Potrei continuare per ore a scrivere di tutti quei ricordi di quaranta anni fa che sono ancora così vividi in me.
Che bella era Gualdo Tadino negli anni 80, una grande famiglia, il posto perfetto per crescere.
A 8 anni uscivo di casa la mattina e andavo a scuola da solo, a piedi, e nel tragitto incontravo i miei compagni e ci fermavamo a comprare i lecca lecca col chewing gum al negozietto che noi chiamavamo ‘della Vecchietta’, quello vicino al ‘Coco Bianco’ che riparava le biciclette. Poi attraversavamo la strada ed entravamo in quell’atrio austero con il busto di Domenico Tittarelli, giovane soldato gualdese caduto al fronte, sulla linea gotica contro le truppe nazi-fasciste.
E il maestro ci cresceva e ci insegnava a leggere e a scrivere e poi a diventare adulti.
Ci formava e ci plasmava la mente, con le poesie da imparare a memoria, con le canzoni degli alpini, con i valori di un mondo lontano che veniva da un passato di stenti, in cui andare a scuola era una ‘cosa per privilegiati’.
Ecco noi bambini degli anni 80 forse siamo stati i più felici di tutti i tempi, perchè il futuro si stava aprendo, stavano arrivando i computer, i videogiochi, la tv e i cartoni animati giapponesi che raccontavano di storie galattiche.
Era tutto colorato e fluorescente, ma ancora si facevano le corse in bici, si giocava tutti insieme all’aria aperta, avevamo sempre le ginocchia sbucciate come ai tempi in cui non si aveva niente.
Io credo che in questa sorta di perfetto equilibrio tra passato e futuro vivevamo un presente irripetibile che dopo qualche anno sarebbe degenerato.
Si, nonostante tutto siamo stati felici e neanche me ne rendevo conto. Forse è stato questo il motivo per capire quanto sia stata utile questa reunion.

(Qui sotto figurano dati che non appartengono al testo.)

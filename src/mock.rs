//! In-memory host engine and call frame.
//!
//! `MockHost` stands in for a debugger: targets are integer ids, symbols are
//! plain name → address tables and regex patterns resolve through an explicit
//! match table, since evaluating regular expressions is the host's business.
//! Every create/destroy is recorded so tests can check for leaked probes.

use alloc::collections::{BTreeMap, BTreeSet};
use alloc::string::String;
use alloc::vec::Vec;

use axerrno::AxResult;

use crate::callback::{CallbackRef, CallbackTable};
use crate::context::ProbeHit;
use crate::error::Error;
use crate::frame::{CallFrame, RawValue};
use crate::host::HostEngine;
use crate::probe::{InstanceId, MatchMode};

/// Target handle used by [`MockHost`].
#[derive(Debug, Clone, Copy, PartialEq, Eq, PartialOrd, Ord, Hash)]
pub struct MockTarget(pub u32);

/// A probe created by [`MockHost`].
#[derive(Debug, Clone, PartialEq, Eq)]
pub struct MockProbe {
    pub target: MockTarget,
    pub addresses: Vec<u64>,
    pub callback: CallbackRef,
    pub auto_continue: bool,
}

/// In-memory [`HostEngine`].
#[derive(Debug, Default)]
pub struct MockHost {
    /// Per-target symbol tables
    symbols: BTreeMap<MockTarget, BTreeMap<String, u64>>,
    /// Per-target regex resolutions
    regex_matches: BTreeMap<(MockTarget, String), Vec<u64>>,
    /// Attached targets
    live: BTreeSet<MockTarget>,
    /// Probes currently alive
    probes: BTreeMap<InstanceId, MockProbe>,
    /// Callback names whose probe creation fails
    fail_on_create: BTreeSet<String>,
    next_id: u32,
    created: usize,
    destroyed: Vec<InstanceId>,
}

impl MockHost {
    pub fn new() -> Self {
        Self {
            next_id: 1,
            ..Default::default()
        }
    }

    /// Mark a target live.
    pub fn attach(&mut self, target: MockTarget) {
        self.live.insert(target);
    }

    /// Mark a target dead and drop its probes, as a real detach would.
    pub fn detach(&mut self, target: MockTarget) {
        self.live.remove(&target);
        self.probes.retain(|_, probe| probe.target != target);
    }

    pub fn add_symbol(&mut self, target: MockTarget, name: &str, addr: u64) {
        self.symbols
            .entry(target)
            .or_default()
            .insert(String::from(name), addr);
    }

    /// Make `regex` resolve to `addrs` in `target`.
    pub fn add_regex_match(&mut self, target: MockTarget, regex: &str, addrs: &[u64]) {
        self.regex_matches
            .insert((target, String::from(regex)), addrs.to_vec());
    }

    /// Make probe creation fail for probes bound to `callback`.
    pub fn fail_create_for(&mut self, callback: &str) {
        self.fail_on_create.insert(String::from(callback));
    }

    pub fn probe(&self, id: InstanceId) -> Option<&MockProbe> {
        self.probes.get(&id)
    }

    pub fn live_probe_count(&self, target: &MockTarget) -> usize {
        self.probes.values().filter(|p| p.target == *target).count()
    }

    /// Total probes ever created.
    pub fn created_count(&self) -> usize {
        self.created
    }

    /// Total destroy calls issued.
    pub fn destroyed_count(&self) -> usize {
        self.destroyed.len()
    }

    /// Instance ids passed to `destroy_probe`, in call order.
    pub fn destroyed(&self) -> &[InstanceId] {
        &self.destroyed
    }

    /// Simulate execution reaching the first location of probe `id`.
    pub fn fire(
        &self,
        callbacks: &CallbackTable,
        id: InstanceId,
        frame: &mut dyn CallFrame,
    ) -> AxResult<()> {
        let probe = self
            .probes
            .get(&id)
            .ok_or_else(|| axerrno::ax_err_type!(NotFound, "mock probe missing"))?;
        let address = probe.addresses.first().copied().unwrap_or(0);
        let hit = ProbeHit::new(id, probe.callback.id, address);

        callbacks.dispatch(probe.callback.id, frame, &hit).map_err(|e| match e {
            Error::CallbackNotFound(_) => axerrno::ax_err_type!(NotFound, "callback missing"),
            _ => axerrno::ax_err_type!(BadState, "dispatch failed"),
        })
    }
}

impl HostEngine for MockHost {
    type Target = MockTarget;
    type Location = u64;

    fn resolve(&self, target: &MockTarget, pattern: &str, mode: MatchMode) -> Vec<u64> {
        match mode {
            MatchMode::ByName => self
                .symbols
                .get(target)
                .and_then(|table| table.get(pattern))
                .map(|addr| alloc::vec![*addr])
                .unwrap_or_default(),
            MatchMode::ByRegex => self
                .regex_matches
                .get(&(*target, String::from(pattern)))
                .cloned()
                .unwrap_or_default(),
        }
    }

    fn create_probe(
        &mut self,
        target: &MockTarget,
        locations: &[u64],
        callback: &CallbackRef,
    ) -> AxResult<InstanceId> {
        if self.fail_on_create.contains(&callback.name) {
            return axerrno::ax_err!(ResourceBusy, "mock create failure");
        }

        let id = InstanceId(self.next_id);
        self.next_id += 1;
        self.created += 1;
        self.probes.insert(
            id,
            MockProbe {
                target: *target,
                addresses: locations.to_vec(),
                callback: callback.clone(),
                auto_continue: true,
            },
        );
        Ok(id)
    }

    fn destroy_probe(&mut self, _target: &MockTarget, instance: InstanceId) {
        self.probes.remove(&instance);
        self.destroyed.push(instance);
    }

    fn is_target_live(&self, target: &MockTarget) -> bool {
        self.live.contains(target)
    }
}

/// In-memory [`CallFrame`]: fixed arguments plus named expressions.
#[derive(Debug, Clone, Default)]
pub struct MockFrame {
    args: Vec<RawValue>,
    expressions: BTreeMap<String, RawValue>,
}

impl MockFrame {
    pub fn new() -> Self {
        Self::default()
    }

    /// Append a call argument (`$arg1`, `$arg2`, ... in order).
    pub fn with_arg(mut self, value: RawValue) -> Self {
        self.args.push(value);
        self
    }

    pub fn with_expression(mut self, expression: &str, value: RawValue) -> Self {
        self.expressions.insert(String::from(expression), value);
        self
    }
}

impl CallFrame for MockFrame {
    fn evaluate(&mut self, expression: &str) -> AxResult<RawValue> {
        if let Some(value) = self.expressions.get(expression) {
            return Ok(*value);
        }

        let arg = expression
            .strip_prefix("$arg")
            .and_then(|n| n.parse::<usize>().ok())
            .filter(|n| *n >= 1)
            .and_then(|n| self.args.get(n - 1));
        match arg {
            Some(value) => Ok(*value),
            None => axerrno::ax_err!(NotFound, "mock expression not found"),
        }
    }
}
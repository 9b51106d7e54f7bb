//! Host engine interface.
//!
//! The registry never talks to a debugger directly. Everything it needs from
//! the host (pattern resolution, probe creation and destruction, target
//! liveness) goes through [`HostEngine`], which keeps the activation protocol
//! testable in user space with [`crate::mock::MockHost`].

use alloc::vec::Vec;
use core::hash::Hash;

use axerrno::AxResult;

use crate::callback::CallbackRef;
use crate::probe::{InstanceId, MatchMode};

/// Operations the registry consumes from the host debugging engine.
pub trait HostEngine {
    /// Handle to an attached target.
    ///
    /// Must have stable equality and hashing. Hosts whose handles only
    /// support identity comparison should use an integer id here.
    type Target: Clone + Eq + Hash + core::fmt::Debug;

    /// One resolved instrumentation point.
    type Location;

    /// Resolve `pattern` into zero or more locations in `target`.
    ///
    /// An empty result means the pattern is unsatisfiable for this target.
    fn resolve(&self, target: &Self::Target, pattern: &str, mode: MatchMode)
    -> Vec<Self::Location>;

    /// Create one probe covering `locations`, bound to `callback`.
    ///
    /// The probe must auto-resume: once the callback returns, execution
    /// continues without manual intervention.
    fn create_probe(
        &mut self,
        target: &Self::Target,
        locations: &[Self::Location],
        callback: &CallbackRef,
    ) -> AxResult<InstanceId>;

    /// Destroy a probe previously returned by `create_probe`.
    fn destroy_probe(&mut self, target: &Self::Target, instance: InstanceId);

    /// Whether the target is still attached.
    fn is_target_live(&self, target: &Self::Target) -> bool;
}
//! Integration tests for callback value extraction helpers.

#![cfg(feature = "mock-host")]

use probereg::frame::{self, ArgValue, Signedness};
use probereg::mock::MockFrame;
use probereg::{CallFrame, RawValue};

#[test]
fn test_evaluate_unsigned_and_signed() {
    let mut f = MockFrame::new().with_expression("(int)errno", RawValue::new(0xffff_fff4, 4));

    assert_eq!(frame::evaluate_unsigned(&mut f, "(int)errno").unwrap(), 0xffff_fff4);
    assert_eq!(frame::evaluate_signed(&mut f, "(int)errno").unwrap(), -12);
}

#[test]
fn test_evaluate_missing_expression() {
    let mut f = MockFrame::new();
    assert!(frame::evaluate_unsigned(&mut f, "nope").is_err());
}

#[test]
fn test_argument_is_zero_based() {
    let mut f = MockFrame::new()
        .with_arg(RawValue::from_u64(10))
        .with_arg(RawValue::from_u64(20));

    assert_eq!(frame::argument_unsigned(&mut f, 0).unwrap(), 10);
    assert_eq!(frame::argument_unsigned(&mut f, 1).unwrap(), 20);
    assert!(frame::argument_unsigned(&mut f, 2).is_err());
    assert_eq!(f.argument(1).unwrap(), RawValue::from_u64(20));
}

#[test]
fn test_argument_signed_narrow() {
    let mut f = MockFrame::new().with_arg(RawValue::new(0x80, 1));
    assert_eq!(frame::argument_signed(&mut f, 0).unwrap(), -128);
    assert_eq!(frame::argument_unsigned(&mut f, 0).unwrap(), 0x80);
}

#[test]
fn test_function_parameters_layout() {
    let mut f = MockFrame::new()
        .with_arg(RawValue::from_i64(-3))
        .with_arg(RawValue::from_i64(-3));

    let params =
        frame::function_parameters(&mut f, &[Signedness::Signed, Signedness::Unsigned]).unwrap();
    assert_eq!(
        params,
        vec![ArgValue::Signed(-3), ArgValue::Unsigned((-3i64) as u64)]
    );
}

#[test]
fn test_function_parameters_empty_layout() {
    let mut f = MockFrame::new();
    assert!(frame::function_parameters(&mut f, &[]).unwrap().is_empty());
}

#[test]
fn test_function_parameters_propagates_error() {
    let mut f = MockFrame::new().with_arg(RawValue::from_u64(1));
    assert!(frame::function_parameters(&mut f, &[Signedness::Unsigned; 2]).is_err());
}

Le scuole elementari le abbiamo finite nel giugno del 1985, gli stessi giorni in cui i Righeira cantavano “L’estate sta finendo e un anno se ne va, sto diventando grande lo sai che non mi va”. Ripensandoci oggi, era proprio come mi sentivo.
Era il giugno del 1985. Dopo gli esami di quinta con i miei compagni, abbiamo gettato le cartelle giù dall’ultimo piano della scuola. Quella mattina una pioggia di fogli, di libri e di quaderni aveva decretato la nostra gioia e la confusione per un’avvenire nuovo che ci si prospettava davanti e che da quel momento in poi toccava solo a noi plasmare.
Ritrovare i propri amici di infanzia il 17 di dicembre: se a 50 anni non è questa una magia di Natale, be’ vi sfido a trovarne un’altra.